▶ **Instructions to follow**:
Search the material and gather each line with "ControlFlow" in it.

▶ **Supplied information**:
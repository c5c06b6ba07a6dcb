mod shooter;

use anyhow::Context as _;
use log::LevelFilter;
use survivor_app::{logging, App};
use survivor_assets::{load_assets, AssetManifest};
use survivor_game::{AnimationSet, GameConfig, GameState};

use shooter::Shooter;

fn main() -> anyhow::Result<()> {
    logging::init(LevelFilter::Info)?;

    let manifest = AssetManifest::default();
    let assets = load_assets(&manifest)
        .with_context(|| format!("failed to load assets from {}", manifest.root.display()))?;

    let config = GameConfig::default();
    let (width, height) = (config.world_size.x as u32, config.world_size.y as u32);
    let animations = AnimationSet::new(assets.moving, assets.idle, assets.reloading);
    let state = GameState::new(config, animations, assets.background);

    App::new(Shooter::new(state, assets.store))
        .with_title("Survivor")
        .with_size(width, height)
        .run()
}
use std::sync::Arc;

use anyhow::Context as _;
use thiserror::Error;

/// The wgpu objects shared by the renderer and the runner.
///
/// `Device` and `Queue` are wrapped in `Arc` so that helpers holding on to
/// them (texture uploads, resizes) can clone a handle cheaply.
pub struct EngineContext {
    pub instance: wgpu::Instance,
    pub adapter: wgpu::Adapter,
    pub device: Arc<wgpu::Device>,
    pub queue: Arc<wgpu::Queue>,
}

#[derive(Debug, Error)]
pub enum ContextError {
    #[error("no suitable GPU adapter found")]
    AdapterUnavailable,
    #[error("device request failed: {0}")]
    DeviceRequest(String),
}

impl EngineContext {
    /// Creates an `EngineContext` from an existing `Instance`, optionally
    /// requiring the adapter to be able to present to `compatible_surface`.
    ///
    /// Use this when rendering to a real window.
    pub async fn new_with_instance(
        instance: wgpu::Instance,
        compatible_surface: Option<&wgpu::Surface<'_>>,
    ) -> anyhow::Result<Self> {
        let adapter = instance
            .request_adapter(&wgpu::RequestAdapterOptions {
                power_preference: wgpu::PowerPreference::default(),
                compatible_surface,
                force_fallback_adapter: false,
            })
            .await
            .context(ContextError::AdapterUnavailable)?;

        let info = adapter.get_info();
        log::info!("selected adapter: {} ({:?})", info.name, info.backend);

        let (device, queue) = adapter
            .request_device(
                &wgpu::DeviceDescriptor {
                    label: Some("Survivor Device"),
                    required_features: wgpu::Features::empty(),
                    required_limits: wgpu::Limits::downlevel_webgl2_defaults()
                        .using_resolution(adapter.limits()),
                    ..Default::default()
                },
                None,
            )
            .await
            .map_err(|e| ContextError::DeviceRequest(e.to_string()))?;

        Ok(Self {
            instance,
            adapter,
            device: Arc::new(device),
            queue: Arc::new(queue),
        })
    }
}
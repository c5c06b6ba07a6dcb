use std::sync::Arc;

use anyhow::Context as _;
use survivor_core::{Color, DrawList, FixedStep, InputEvent, InputState, TimeClock};
use winit::{
    application::ApplicationHandler,
    event::WindowEvent,
    event_loop::{ActiveEventLoop, ControlFlow, EventLoop},
    window::{Window, WindowId},
};

use crate::builder::AppConfig;
use crate::context::AppContext;
use crate::graphics::GraphicsState;
use crate::traits::GameApp;

struct Runner<A: GameApp> {
    app: A,
    config: AppConfig,
    window: Option<Arc<Window>>,
    graphics: Option<GraphicsState>,
    input: InputState,
    window_size: (u32, u32),
    clock: TimeClock,
    step: FixedStep,
    draw_list: DrawList,
    /// First fatal error; returned from `run_internal` once the loop exits.
    error: Option<anyhow::Error>,
}

impl<A: GameApp> Runner<A> {
    fn new(app: A, config: AppConfig) -> Self {
        let step = FixedStep::new(config.tick_rate, config.max_steps_per_frame);
        Self {
            app,
            config,
            window: None,
            graphics: None,
            input: InputState::new(),
            window_size: (0, 0),
            clock: TimeClock::new(),
            step,
            draw_list: DrawList::new(),
            error: None,
        }
    }

    fn fail(&mut self, event_loop: &ActiveEventLoop, error: anyhow::Error) {
        log::error!("{error:#}");
        self.error.get_or_insert(error);
        event_loop.exit();
    }

    fn init_window(&mut self, event_loop: &ActiveEventLoop) -> anyhow::Result<()> {
        let attributes = Window::default_attributes()
            .with_title(&self.config.title)
            .with_resizable(self.config.resizable)
            .with_inner_size(winit::dpi::PhysicalSize::new(
                self.config.width,
                self.config.height,
            ));
        let window = Arc::new(
            event_loop
                .create_window(attributes)
                .context("failed to create window")?,
        );
        let size = window.inner_size();
        self.window_size = (size.width, size.height);
        log::info!("window created: {}x{}", size.width, size.height);

        let mut gfx = pollster::block_on(GraphicsState::new(
            window.clone(),
            size.width,
            size.height,
            self.config.vsync,
        ))
        .context("failed to initialise graphics")?;

        {
            let time = self.clock.peek();
            let mut ctx = AppContext {
                input: &self.input,
                time,
                window_size: self.window_size,
                window: &window,
                renderer: Some(&mut gfx.renderer),
                exit_requested: false,
            };
            self.app.setup(&mut ctx);
        }

        self.window = Some(window);
        self.graphics = Some(gfx);
        // don't count setup time as the first frame's delta
        self.clock = TimeClock::new();
        Ok(())
    }
}

impl<A: GameApp> ApplicationHandler for Runner<A> {
    fn resumed(&mut self, event_loop: &ActiveEventLoop) {
        if self.window.is_some() {
            return;
        }
        if let Err(e) = self.init_window(event_loop) {
            self.fail(event_loop, e);
        }
    }

    fn window_event(&mut self, _event_loop: &ActiveEventLoop, _id: WindowId, event: WindowEvent) {
        // queued here, dispatched to the game in about_to_wait
        self.input.handle_window_event(&event);

        if let WindowEvent::Resized(size) = event {
            let (Some(gfx), Some(window)) = (&mut self.graphics, &self.window) else {
                return;
            };
            log::debug!("resized to {}x{}", size.width, size.height);
            gfx.resize(size.width, size.height);
            self.window_size = (size.width, size.height);

            let mut ctx = AppContext {
                input: &self.input,
                time: self.clock.peek(),
                window_size: self.window_size,
                window,
                renderer: Some(&mut gfx.renderer),
                exit_requested: false,
            };
            self.app.on_resize(self.window_size, &mut ctx);
        }
    }

    fn about_to_wait(&mut self, event_loop: &ActiveEventLoop) {
        let (Some(gfx), Some(window)) = (&mut self.graphics, &self.window) else {
            return;
        };

        let time = self.clock.tick();
        let events = self.input.drain_events();

        // ── 1. INPUT + FIXED UPDATES ─────────────────────────────────────────
        let view = {
            let mut ctx = AppContext {
                input: &self.input,
                time,
                window_size: self.window_size,
                window,
                renderer: Some(&mut gfx.renderer),
                exit_requested: false,
            };

            let mut close = false;
            for event in &events {
                close |= matches!(event, InputEvent::CloseRequested);
                self.app.on_input(event, &mut ctx);
            }

            let steps = self.step.advance(time.delta);
            let dt = self.step.dt();
            for _ in 0..steps {
                self.app.fixed_update(dt, &mut ctx);
            }

            if close || ctx.exit_requested {
                log::info!(
                    "shutting down after {} frames ({:.1}s)",
                    time.frame_count,
                    time.elapsed
                );
                event_loop.exit();
                return;
            }

            // ── 2. DRAW ──────────────────────────────────────────────────────
            self.draw_list.clear(Color::BLACK);
            self.app.draw(&mut self.draw_list, &mut ctx);
            self.app.view(&ctx)
        };

        if self.window_size.0 == 0 || self.window_size.1 == 0 {
            // minimised
            return;
        }

        // ── 3. PRESENT ───────────────────────────────────────────────────────
        let frame = match gfx.surface.get_current_texture() {
            Ok(frame) => frame,
            Err(wgpu::SurfaceError::Lost | wgpu::SurfaceError::Outdated) => {
                log::warn!("surface lost, reconfiguring");
                gfx.reconfigure();
                return;
            }
            Err(wgpu::SurfaceError::Timeout) => {
                log::warn!("timed out waiting for a frame");
                return;
            }
            Err(e) => {
                let err = anyhow::Error::new(e).context("failed to acquire frame");
                self.fail(event_loop, err);
                return;
            }
        };
        let target = frame
            .texture
            .create_view(&wgpu::TextureViewDescriptor::default());

        let mut encoder = gfx.renderer.begin_frame();
        gfx.renderer
            .render(&mut encoder, &target, &view, &self.draw_list);
        gfx.renderer.context.queue.submit(Some(encoder.finish()));
        frame.present();

        window.request_redraw();
    }
}

pub(crate) fn run_internal<A: GameApp + 'static>(config: AppConfig, app: A) -> anyhow::Result<()> {
    let event_loop = EventLoop::new().context("failed to create event loop")?;
    // Poll: render continuously, no sleeping between frames.
    event_loop.set_control_flow(ControlFlow::Poll);

    let mut runner = Runner::new(app, config);
    event_loop
        .run_app(&mut runner)
        .context("event loop exited with an error")?;

    match runner.error.take() {
        Some(e) => Err(e),
        None => Ok(()),
    }
}
//! Texture handles and animation frame sequences.
//!
//! The asset loader hands out a [`TextureId`] per decoded image; the renderer
//! uploads images in the same order so the id doubles as an index into its
//! texture table.  Gameplay code never touches pixels, only ids and sizes.

use glam::Vec2;

/// Opaque handle to an image registered with the asset store.
#[derive(Debug, Clone, Copy, PartialEq, Eq, Hash, PartialOrd, Ord)]
pub struct TextureId(pub u32);

impl TextureId {
    #[inline]
    pub fn index(self) -> usize {
        self.0 as usize
    }
}

/// One image of an animation (or a static sprite) together with its pixel
/// size.
#[derive(Debug, Clone, Copy, PartialEq)]
pub struct SpriteFrame {
    pub texture: TextureId,
    pub size: Vec2,
}

impl SpriteFrame {
    pub fn new(texture: TextureId, size: Vec2) -> Self {
        Self { texture, size }
    }
}

/// Ordered, non-empty, read-only sequence of frames.
///
/// Frames are addressed cyclically: any index is reduced modulo the number of
/// frames, so a shared frame counter can never read out of bounds.
#[derive(Debug, Clone, PartialEq)]
pub struct FrameSet {
    frames: Vec<SpriteFrame>,
}

impl FrameSet {
    /// Returns `None` when `frames` is empty.
    pub fn new(frames: Vec<SpriteFrame>) -> Option<Self> {
        if frames.is_empty() {
            None
        } else {
            Some(Self { frames })
        }
    }

    pub fn len(&self) -> usize {
        self.frames.len()
    }

    /// Always `false`; kept for API symmetry with slices.
    pub fn is_empty(&self) -> bool {
        self.frames.is_empty()
    }

    /// Frame at `index mod len`.
    pub fn frame(&self, index: usize) -> SpriteFrame {
        self.frames[index % self.frames.len()]
    }

    pub fn frames(&self) -> &[SpriteFrame] {
        &self.frames
    }
}
use std::path::{Path, PathBuf};

/// One numbered animation: `<root>/<dir>/<prefix><n>.png` for `n` in
/// `1..=frame_count`.
#[derive(Debug, Clone, PartialEq, Eq)]
pub struct SequenceLayout {
    pub name: String,
    pub dir: String,
    pub prefix: String,
}

impl SequenceLayout {
    pub fn new(name: &str, dir: &str, prefix: &str) -> Self {
        Self {
            name: name.to_owned(),
            dir: dir.to_owned(),
            prefix: prefix.to_owned(),
        }
    }
}

/// Where the startup images live and how they are named.
#[derive(Debug, Clone, PartialEq, Eq)]
pub struct AssetManifest {
    pub root: PathBuf,
    pub background: String,
    pub moving: SequenceLayout,
    pub idle: SequenceLayout,
    pub reloading: SequenceLayout,
    pub frame_count: usize,
}

impl Default for AssetManifest {
    fn default() -> Self {
        Self {
            root: PathBuf::from("assets"),
            background: "grass.png".to_owned(),
            moving: SequenceLayout::new("move", "move", "survivor-move_rifle_"),
            idle: SequenceLayout::new("idle", "idle", "survivor-idle_rifle_"),
            reloading: SequenceLayout::new("reload", "reload", "survivor-reload_rifle_"),
            frame_count: 4,
        }
    }
}

impl AssetManifest {
    /// Default layout under a different root directory.
    pub fn with_root(root: impl AsRef<Path>) -> Self {
        Self {
            root: root.as_ref().to_path_buf(),
            ..Default::default()
        }
    }

    pub fn background_path(&self) -> PathBuf {
        self.root.join(&self.background)
    }

    /// Frame paths of `seq`, in playback order.
    pub fn sequence_paths(&self, seq: &SequenceLayout) -> Vec<PathBuf> {
        (1..=self.frame_count)
            .map(|n| self.root.join(&seq.dir).join(format!("{}{}.png", seq.prefix, n)))
            .collect()
    }
}

#[cfg(test)]
mod tests {
    use super::*;

    #[test]
    fn default_layout() {
        let m = AssetManifest::default();
        assert_eq!(m.background_path(), PathBuf::from("assets/grass.png"));
        let idle = m.sequence_paths(&m.idle);
        assert_eq!(idle.len(), 4);
        assert_eq!(idle[0], PathBuf::from("assets/idle/survivor-idle_rifle_1.png"));
        assert_eq!(idle[3], PathBuf::from("assets/idle/survivor-idle_rifle_4.png"));
    }
}
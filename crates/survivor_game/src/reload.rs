/// Elapsed-time counter for the reload animation.
///
/// Time only advances through [`ReloadTimer::tick`], so a reload lasts a
/// fixed number of updates regardless of frame rate.
#[derive(Debug, Clone, PartialEq)]
pub struct ReloadTimer {
    elapsed: f32,
    duration: f32,
}

impl ReloadTimer {
    pub fn new(duration: f32) -> Self {
        Self {
            elapsed: 0.0,
            duration,
        }
    }

    /// Reset the elapsed time to zero.
    pub fn restart(&mut self) {
        self.elapsed = 0.0;
    }

    pub fn tick(&mut self, dt: f32) {
        self.elapsed += dt;
    }

    pub fn elapsed(&self) -> f32 {
        self.elapsed
    }

    pub fn duration(&self) -> f32 {
        self.duration
    }

    pub fn is_finished(&self) -> bool {
        self.elapsed >= self.duration
    }
}
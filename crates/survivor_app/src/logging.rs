//! Process-wide logger built on `fern`.

use log::LevelFilter;

/// Dispatcher writing `[LEVEL target] message` lines.  GPU backend crates are
/// held at `Warn` whatever `level` is.
pub fn dispatch(level: LevelFilter) -> fern::Dispatch {
    fern::Dispatch::new()
        .format(|out, message, record| {
            out.finish(format_args!(
                "[{} {}] {}",
                record.level(),
                record.target(),
                message
            ))
        })
        .level(level)
        .level_for("wgpu_core", LevelFilter::Warn)
        .level_for("wgpu_hal", LevelFilter::Warn)
        .level_for("naga", LevelFilter::Warn)
}

/// Install the logger, writing to stderr.  Fails if a logger is already set.
pub fn init(level: LevelFilter) -> Result<(), log::SetLoggerError> {
    dispatch(level).chain(std::io::stderr()).apply()
}
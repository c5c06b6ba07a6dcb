//! The whole session state and the per-update rules that drive it.
//!
//! [`GameState`] needs no window: the runner feeds it [`InputEvent`]s and the
//! held-key snapshot, calls [`GameState::update`] once per fixed tick and asks
//! it to fill a [`DrawList`] once per rendered frame.

use glam::Vec2;
use survivor_core::{
    Color, DrawList, InputEvent, InputState, KeyCode, MouseButton, Rect, SpriteDraw, SpriteFrame,
    View2D,
};

use crate::aim::{angle_degrees, dashed_segments, direction_from_degrees};
use crate::animation::{AnimationSet, Pose};
use crate::bullet::Bullets;
use crate::camera::{Camera, CameraMode};
use crate::config::GameConfig;
use crate::player::{MoveKeys, Player};
use crate::reload::ReloadTimer;

const BULLET_COLOR: Color = Color::YELLOW;
const AIM_COLOR: Color = Color::RED;

pub struct GameState {
    config: GameConfig,
    player: Player,
    bullets: Bullets,
    camera: Camera,
    reload: ReloadTimer,
    animations: AnimationSet,
    background: SpriteFrame,
    /// Last cursor position in window pixels.
    cursor_screen: Vec2,
    window_size: Vec2,
    running: bool,
}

▶ **The answer**:
    event_loop::{ActiveEventLoop, ControlFlow, EventLoop},
    event_loop.set_control_flow(ControlFlow::Poll);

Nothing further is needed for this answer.